Activity :: Go through the data and copy each line where the string "collect" appears.

Data supplied ::
----

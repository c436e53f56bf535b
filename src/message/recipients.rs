use lettre::message::Mailbox;

use crate::error::{Error, Result};

/// Recipient input accepted by the [`Mailer`] recipient setters: one address
/// or an ordered sequence of addresses.
///
/// Implemented for `&str`, `String`, slices, vectors and arrays of either,
/// so all of these are valid:
///
/// ```
/// use mailsmith::message::IntoRecipients;
///
/// fn takes(r: impl IntoRecipients) -> Vec<String> { r.into_recipients() }
///
/// takes("solo@example.com");
/// takes(vec!["a@example.com", "b@example.com"]);
/// takes(["a@example.com".to_string(), "b@example.com".to_string()]);
/// ```
///
/// [`Mailer`]: crate::message::Mailer
pub trait IntoRecipients {
    /// Flattens the input into address strings, order preserved.
    fn into_recipients(self) -> Vec<String>;
}

impl IntoRecipients for &str {
    fn into_recipients(self) -> Vec<String> {
        vec![self.to_string()]
    }
}

impl IntoRecipients for String {
    fn into_recipients(self) -> Vec<String> {
        vec![self]
    }
}

impl IntoRecipients for &String {
    fn into_recipients(self) -> Vec<String> {
        vec![self.clone()]
    }
}

impl IntoRecipients for Vec<&str> {
    fn into_recipients(self) -> Vec<String> {
        self.into_iter().map(str::to_string).collect()
    }
}

impl IntoRecipients for Vec<String> {
    fn into_recipients(self) -> Vec<String> {
        self
    }
}

impl IntoRecipients for &[&str] {
    fn into_recipients(self) -> Vec<String> {
        self.iter().map(|s| s.to_string()).collect()
    }
}

impl IntoRecipients for &[String] {
    fn into_recipients(self) -> Vec<String> {
        self.to_vec()
    }
}

impl<const N: usize> IntoRecipients for [&str; N] {
    fn into_recipients(self) -> Vec<String> {
        self.iter().map(|s| s.to_string()).collect()
    }
}

impl<const N: usize> IntoRecipients for [String; N] {
    fn into_recipients(self) -> Vec<String> {
        self.into_iter().collect()
    }
}

/// Validates every address, failing on the first invalid one.
///
/// All-or-nothing: the caller only swaps its stored list in when the whole
/// input parsed, which is what makes the recipient setters atomic.
pub(crate) fn parse_mailboxes(addresses: Vec<String>) -> Result<Vec<Mailbox>> {
    addresses
        .into_iter()
        .map(|address| {
            address
                .parse::<Mailbox>()
                .map_err(|source| Error::InvalidRecipient { address, source })
        })
        .collect()
}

----

Completed task ::
        self.into_iter().map(str::to_string).collect()
        self.iter().map(|s| s.to_string()).collect()
        self.iter().map(|s| s.to_string()).collect()
        self.into_iter().collect()
        .collect()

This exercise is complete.